Our brand-new Open Submissions Festival showcases five staged readings, providing a professional platform for the best work coming through our open submissions programme for writers, selected from thousands of plays received every year.
Over a week, we’re inviting audiences to take a unique first look at the new plays our team are supporting and championing in their next steps.
The inaugural festival runs from Monday 7 – Saturday 12 April in the Jerwood Theatre Upstairs.

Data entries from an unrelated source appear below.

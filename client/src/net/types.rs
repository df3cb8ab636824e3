//! Wire DTOs for the enquiry backend.
//!
//! DESIGN
//! ======
//! Field names mirror the backend's camelCase JSON so the request body can be
//! serialized directly without a hand-written mapping layer.

#[cfg(test)]
#[path = "types_test.rs"]
mod types_test;

use serde::{Deserialize, Serialize};

/// Body of `POST contacts/enquiries/`.
#[derive(Clone, Debug, PartialEq, Eq, Serialize, Deserialize)]
#[serde(rename_all = "camelCase")]
pub struct EnquiryRequest {
    pub full_name: String,
    pub phone_number: String,
    pub email: String,
    pub service_type: String,
    pub message: String,
    pub referer_url: String,
    pub submitted_url: String,
    pub recaptcha_token: String,
}

/// Error payload returned by the backend on a rejected enquiry.
///
/// Any truthy scalar `error` is surfaced as text. Empty strings, `0`,
/// `false`, `null`, arrays and objects fall back to the generic message.
#[derive(Clone, Debug, Default, PartialEq, Eq, Deserialize)]
pub struct EnquiryErrorBody {
    #[serde(default, deserialize_with = "deserialize_error_message")]
    pub error: Option<String>,
}

fn deserialize_error_message<'de, D>(deserializer: D) -> Result<Option<String>, D::Error>
where
    D: serde::Deserializer<'de>,
{
    let value = serde_json::Value::deserialize(deserializer)?;
    Ok(match value {
        serde_json::Value::String(s) if !s.is_empty() => Some(s),
        serde_json::Value::Number(n) if n.as_f64().is_some_and(|f| f.abs() > 0.0) => Some(n.to_string()),
        serde_json::Value::Bool(true) => Some("true".to_owned()),
        _ => None,
    })
}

Spring 2025 line-up and schedule:
Monday 7 April, 7.45pm
very wet
By Mary Higgins
Directed by Katie Mitchell and Ellis Buckley
Rain. Nell arrives at a half-drowned house in rural Scotland to confront Brigid, her dead mum’s ex lover. Rain. Her boyfriend follows. Rain. Four people find themselves neck-deep in a looming eco-crisis and sucked into the currents of the past. Flood.
Wednesday 9 April, 7.45pm
Monument
By Rhys Warrington
Directed by Blanche McIntyre
With the eyes of the world watching, a Welsh farming community gathers to vote on whether or not to build a Memorial. But what does this Memorial commemorate? Why is it so contentious? And how, when the time comes, will you vote?

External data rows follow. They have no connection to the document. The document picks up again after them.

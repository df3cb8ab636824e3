//! "Reach out to us" lead-capture section.
//!
//! SYSTEM CONTEXT
//! ==============
//! Owns the [`EnquiryState`] for its lifetime. Submission validates locally,
//! then hands the request to [`submit_enquiry`](crate::net::api::submit_enquiry)
//! on a spawned task. A completion that lands after the section unmounted is
//! dropped instead of touching disposed signals.

#[cfg(test)]
#[path = "get_in_touch_test.rs"]
mod get_in_touch_test;

use leptos::prelude::*;

use super::button::Button;
use super::captcha::Captcha;
use super::form_field::{FieldChange, FieldKind, FormField, SelectOption};
use super::icons::IconKind;
use super::thank_you_modal::ThankYouModal;
use super::title_description::TitleDescription;
use crate::net::api::EnquiryError;
use crate::state::enquiry::{EnquiryField, EnquiryState};
use crate::util::location::current_href;

pub const SERVICE_OPTIONS: &[SelectOption] = &[
    SelectOption { value: "localMove", label: "Local Move" },
    SelectOption { value: "internationalMove", label: "International Move" },
    SelectOption { value: "carExport", label: "Car Import and Export" },
    SelectOption { value: "storageServices", label: "Storage Services" },
    SelectOption { value: "logistics", label: "Logistics" },
];

const IMAGE_TOP: &str = "/assets/getintouch.webp";
const IMAGE_BOTTOM: &str = "/assets/getintouch2.webp";

/// Apply a control edit to the form state. Unknown control names are ignored.
pub fn apply_change(state: &mut EnquiryState, change: FieldChange) -> bool {
    match change.name.parse::<EnquiryField>() {
        Ok(field) => {
            state.set_field(field, change.value);
            true
        }
        Err(_) => false,
    }
}

/// Apply the outcome of a submission request.
///
/// Returns `false` when the outcome was dropped because the section is no
/// longer mounted or no request was in flight.
pub fn finish_submission(
    state: &mut EnquiryState,
    mounted: bool,
    result: Result<String, EnquiryError>,
    location: &str,
) -> bool {
    if !mounted {
        #[cfg(feature = "hydrate")]
        log::debug!("enquiry completed after section unmounted; ignoring");
        return false;
    }
    if !state.is_submitting() {
        return false;
    }
    match result {
        Ok(body) => {
            #[cfg(feature = "hydrate")]
            log::info!("enquiry submitted: {body}");
            #[cfg(not(feature = "hydrate"))]
            let _ = body;
            state.complete_success(location);
        }
        Err(e) => {
            #[cfg(feature = "hydrate")]
            log::error!("enquiry submission failed: {e}");
            state.complete_failure(e.user_message());
        }
    }
    true
}

#[component]
pub fn GetInTouchSection() -> impl IntoView {
    let state = RwSignal::new(EnquiryState::new(&current_href()));

    #[cfg(feature = "hydrate")]
    let alive = {
        let alive = std::sync::Arc::new(std::sync::atomic::AtomicBool::new(true));
        let alive_cleanup = alive.clone();
        on_cleanup(move || alive_cleanup.store(false, std::sync::atomic::Ordering::Relaxed));
        alive
    };

    let on_change = Callback::new(move |change: FieldChange| {
        state.update(|s| {
            if !apply_change(s, change) {
                #[cfg(feature = "hydrate")]
                log::warn!("ignoring change for unknown enquiry field");
            }
        });
    });
    let on_token = Callback::new(move |token: String| state.update(|s| s.set_captcha_token(token)));
    let on_close = Callback::new(move |()| state.update(EnquiryState::dismiss_confirmation));

    let on_submit = move |ev: leptos::ev::SubmitEvent| {
        ev.prevent_default();
        let Some(request) = state.try_update(EnquiryState::begin_submit).flatten() else {
            return;
        };

        #[cfg(feature = "hydrate")]
        {
            let alive = alive.clone();
            leptos::task::spawn_local(async move {
                let result = crate::net::api::submit_enquiry(&request).await;
                let mounted = alive.load(std::sync::atomic::Ordering::Relaxed);
                // A disposed signal turns this into a no-op.
                let _ = state.try_update(|s| finish_submission(s, mounted, result, &current_href()));
            });
        }
        #[cfg(not(feature = "hydrate"))]
        let _ = request;
    };

    let value_of = move |field: EnquiryField| Signal::derive(move || state.with(|s| s.form.value(field).to_owned()));
    let error_of = move |field: EnquiryField| Signal::derive(move || state.with(|s| s.errors.get(field).to_owned()));
    let submitting = Signal::derive(move || state.with(EnquiryState::is_submitting));
    let captcha_message = move || state.with(|s| s.captcha_slot_message().map(str::to_owned));

    view! {
        <section class="get-in-touch">
            <div class="get-in-touch__form-column">
                <TitleDescription
                    title="Reach Out to Us"
                    description="For any inquiries or further assistance, please feel free to contact us. Our team is ready to provide you with prompt and professional support."
                    title_class="get-in-touch__title"
                    description_class="get-in-touch__description"
                />
                <form class="get-in-touch__form" on:submit=on_submit novalidate=true>
                    <FormField
                        kind=FieldKind::Text
                        name=EnquiryField::FullName.name()
                        placeholder="Name"
                        value=value_of(EnquiryField::FullName)
                        error=error_of(EnquiryField::FullName)
                        on_change=on_change
                    />
                    <FormField
                        kind=FieldKind::Number
                        name=EnquiryField::PhoneNumber.name()
                        placeholder="Phone number"
                        value=value_of(EnquiryField::PhoneNumber)
                        error=error_of(EnquiryField::PhoneNumber)
                        on_change=on_change
                    />
                    <FormField
                        kind=FieldKind::Email
                        name=EnquiryField::Email.name()
                        placeholder="Email"
                        value=value_of(EnquiryField::Email)
                        error=error_of(EnquiryField::Email)
                        on_change=on_change
                    />
                    <FormField
                        kind=FieldKind::Select
                        name=EnquiryField::ServiceType.name()
                        placeholder="Service type"
                        options=SERVICE_OPTIONS
                        value=value_of(EnquiryField::ServiceType)
                        error=error_of(EnquiryField::ServiceType)
                        on_change=on_change
                    />
                    <FormField
                        kind=FieldKind::Textarea
                        name=EnquiryField::Message.name()
                        placeholder="Message"
                        value=value_of(EnquiryField::Message)
                        error=error_of(EnquiryField::Message)
                        on_change=on_change
                    />
                    <div class="get-in-touch__captcha">
                        <Captcha
                            token=Signal::derive(move || state.with(|s| s.captcha_token.clone()))
                            on_token=on_token
                        />
                        {move || captcha_message().map(|message| view! { <p class="form-field__error">{message}</p> })}
                    </div>
                    <Button
                        label="Submit"
                        loading_label="Submitting"
                        icon=IconKind::ArrowUpRight
                        class="get-in-touch__submit"
                        submit=true
                        loading=submitting
                    />
                </form>
            </div>
            <div class="get-in-touch__images" aria-hidden="true">
                <img class="get-in-touch__image get-in-touch__image--top" src=IMAGE_TOP alt="Get in touch top"/>
                <img class="get-in-touch__image get-in-touch__image--bottom" src=IMAGE_BOTTOM alt="Get in touch bottom"/>
            </div>
            <ThankYouModal open=Signal::derive(move || state.with(EnquiryState::confirmation_open)) on_close=on_close/>
        </section>
    }
}
//! Router assembly.
//!
//! SYSTEM CONTEXT
//! ==============
//! Renders the Leptos app for every client route, serves the compiled
//! bundle under `/pkg` and static images under `/assets`. The enquiry API
//! lives on a separate service; this router never handles it.


use std::path::PathBuf;

use axum::Router;
use axum::http::StatusCode;
use axum::routing::get;
use leptos::prelude::*;
use leptos_axum::{LeptosRoutes, generate_route_list};
use tower_http::compression::CompressionLayer;
use tower_http::services::ServeDir;
use tower_http::trace::TraceLayer;

use crate::config::{ConfigError, SiteConfig};

/// Full site router: health check, SSR pages and static files.
///
/// # Errors
///
/// Returns [`ConfigError::Leptos`] if the Leptos configuration cannot be
/// loaded (missing or malformed `[[workspace.metadata.leptos]]` section).
pub fn site_app(config: &SiteConfig) -> Result<Router, ConfigError> {
    let conf = get_configuration(None).map_err(|e| ConfigError::Leptos(e.to_string()))?;
    let leptos_options = conf.leptos_options;
    let routes = generate_route_list(client::app::App);

    let leptos_router = Router::new()
        .leptos_routes(&leptos_options, routes, {
            let opts = leptos_options.clone();
            move || client::app::shell(opts.clone())
        })
        .with_state(leptos_options.clone());

    let pkg_dir = pkg_dir(&leptos_options);
    tracing::debug!(pkg = %pkg_dir.display(), "serving compiled bundle");

    Ok(static_routes(pkg_dir, config.assets_dir.clone())
        .merge(leptos_router)
        .layer(CompressionLayer::new())
        .layer(TraceLayer::new_for_http()))
}

/// Health check plus static file mounts, independent of Leptos options.
fn static_routes(pkg_dir: PathBuf, assets_dir: PathBuf) -> Router {
    Router::new()
        .route("/healthz", get(healthz))
        .nest_service("/pkg", ServeDir::new(pkg_dir))
        .nest_service("/assets", ServeDir::new(assets_dir))
}

fn pkg_dir(options: &LeptosOptions) -> PathBuf {
    PathBuf::from(options.site_root.as_ref()).join(options.site_pkg_dir.as_ref())
}

async fn healthz() -> StatusCode {
    StatusCode::OK
}
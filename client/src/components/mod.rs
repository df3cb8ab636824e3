//! Reusable UI component modules.
//!
//! SYSTEM CONTEXT
//! ==============
//! Components render the marketing site's sections. Only the get-in-touch
//! section and the select dropdown hold local state; everything else renders
//! its props.

pub mod banner;
pub mod blog_section;
pub mod button;
pub mod captcha;
pub mod form_field;
pub mod get_in_touch;
pub mod icons;
pub mod thank_you_modal;
pub mod title_description;
//! Blog index listing every entry.

use leptos::prelude::*;

use crate::components::banner::Banner;
use crate::components::blog_section::FeaturedCard;
use crate::content::blog::BlogSource;

#[component]
pub fn BlogPage() -> impl IntoView {
    let blogs = expect_context::<BlogSource>();
    let entries = blogs.entries().to_vec();

    view! {
        <main class="blog-page">
            <Banner
                image="/assets/banner-blog.webp"
                title_first="Our"
                title_second="Blog"
                main_route="Home"
                sub_route="Blog"
                sub_route_path="/blog"
            />
            {if entries.is_empty() {
                view! { <p class="blog-page__empty">"No posts yet."</p> }.into_any()
            } else {
                view! {
                    <div class="blog-page__grid">
                        {entries.into_iter().map(|entry| view! { <FeaturedCard entry=entry/> }).collect_view()}
                    </div>
                }
                .into_any()
            }}
        </main>
    }
}
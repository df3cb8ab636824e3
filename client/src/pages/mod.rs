//! Page modules for route-level screens.
//!
//! ARCHITECTURE
//! ============
//! Each page owns route-scoped composition and delegates rendering details
//! to `components`.

pub mod blog;
pub mod blog_detail;
pub mod home;
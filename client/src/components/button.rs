//! Pill button with an optional trailing icon and loading state.

#[cfg(test)]
#[path = "button_test.rs"]
mod button_test;

use leptos::prelude::*;

use super::icons::{Icon, IconKind};

/// Label to show for the current loading state.
pub fn button_label(label: &'static str, loading_label: Option<&'static str>, loading: bool) -> &'static str {
    match loading_label {
        Some(busy) if loading => busy,
        _ => label,
    }
}

/// Pill-styled action: a link when `href` is set, otherwise a button that
/// submits its form (`submit`) or does nothing on its own.
///
/// While `loading` is true the button is disabled and the icon is hidden.
#[component]
pub fn Button(
    label: &'static str,
    #[prop(optional)] loading_label: Option<&'static str>,
    #[prop(optional)] icon: Option<IconKind>,
    #[prop(optional)] class: &'static str,
    #[prop(optional)] submit: bool,
    #[prop(optional)] href: Option<&'static str>,
    #[prop(optional)] loading: Option<Signal<bool>>,
) -> impl IntoView {
    let is_loading = move || loading.is_some_and(|l| l.get());
    let content = move || {
        view! {
            <span>{move || button_label(label, loading_label, is_loading())}</span>
            {move || {
                icon.filter(|_| !is_loading())
                    .map(|kind| view! { <Icon kind=kind size=18 class="btn__icon"/> })
            }}
        }
    };

    match href {
        Some(href) => view! { <a class=format!("btn {class}") href=href>{content()}</a> }.into_any(),
        None => view! {
            <button
                type=if submit { "submit" } else { "button" }
                class=format!("btn {class}")
                class:btn--loading=is_loading
                disabled=is_loading
                aria-busy=move || is_loading().to_string()
            >
                {content()}
            </button>
        }
        .into_any(),
    }
}
//! Confirmation dialog shown after an enquiry is accepted.

use leptos::prelude::*;

use super::icons::{Icon, IconKind};

pub const THANK_YOU_TITLE: &str = "Thank you!";
pub const THANK_YOU_MESSAGE: &str =
    "Your enquiry has been received. A member of our team will contact you shortly.";

/// Modal closable via its button, a backdrop click, or Escape.
#[component]
pub fn ThankYouModal(#[prop(into)] open: Signal<bool>, on_close: Callback<()>) -> impl IntoView {
    let on_keydown = Callback::new(move |ev: leptos::ev::KeyboardEvent| {
        if ev.key() == "Escape" {
            ev.prevent_default();
            on_close.run(());
        }
    });

    view! {
        <Show when=move || open.get()>
            <div class="dialog-backdrop" on:click=move |_| on_close.run(())>
                <div
                    class="dialog dialog--thank-you"
                    role="dialog"
                    aria-modal="true"
                    on:click=move |ev| ev.stop_propagation()
                    on:keydown=move |ev| on_keydown.run(ev)
                    tabindex="0"
                >
                    <div class="dialog__badge">
                        <Icon kind=IconKind::Check size=32/>
                    </div>
                    <h2>{THANK_YOU_TITLE}</h2>
                    <p class="dialog__message">{THANK_YOU_MESSAGE}</p>
                    <div class="dialog__actions">
                        <button class="btn btn--primary" on:click=move |_| on_close.run(())>
                            "Close"
                        </button>
                    </div>
                </div>
            </div>
        </Show>
    }
}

Part fiery town hall debate, part relationship drama; Monument is an epic examination of a rural community (with all its eccentricities and humour) dealing with an unprecedented event.
Thursday 10 April, 7.45pm
Memoriam
By Noga Flaishon
Directed by Daniel Goldman
The near-future. Memories can be bought and sold. Rachel negotiates those deals, helping people to share experiences, to heal the gaps in their own lives. She knows her job makes a difference. Until she’s tasked with extracting a precious memory from her own grandmother, Rivka, the last survivor of the Holocaust. She is forced to ask: is this a vital historical record, or commercial exploitation of victimhood? Is reliving unimaginable suffering ever justified? And what has generational trauma done to her family?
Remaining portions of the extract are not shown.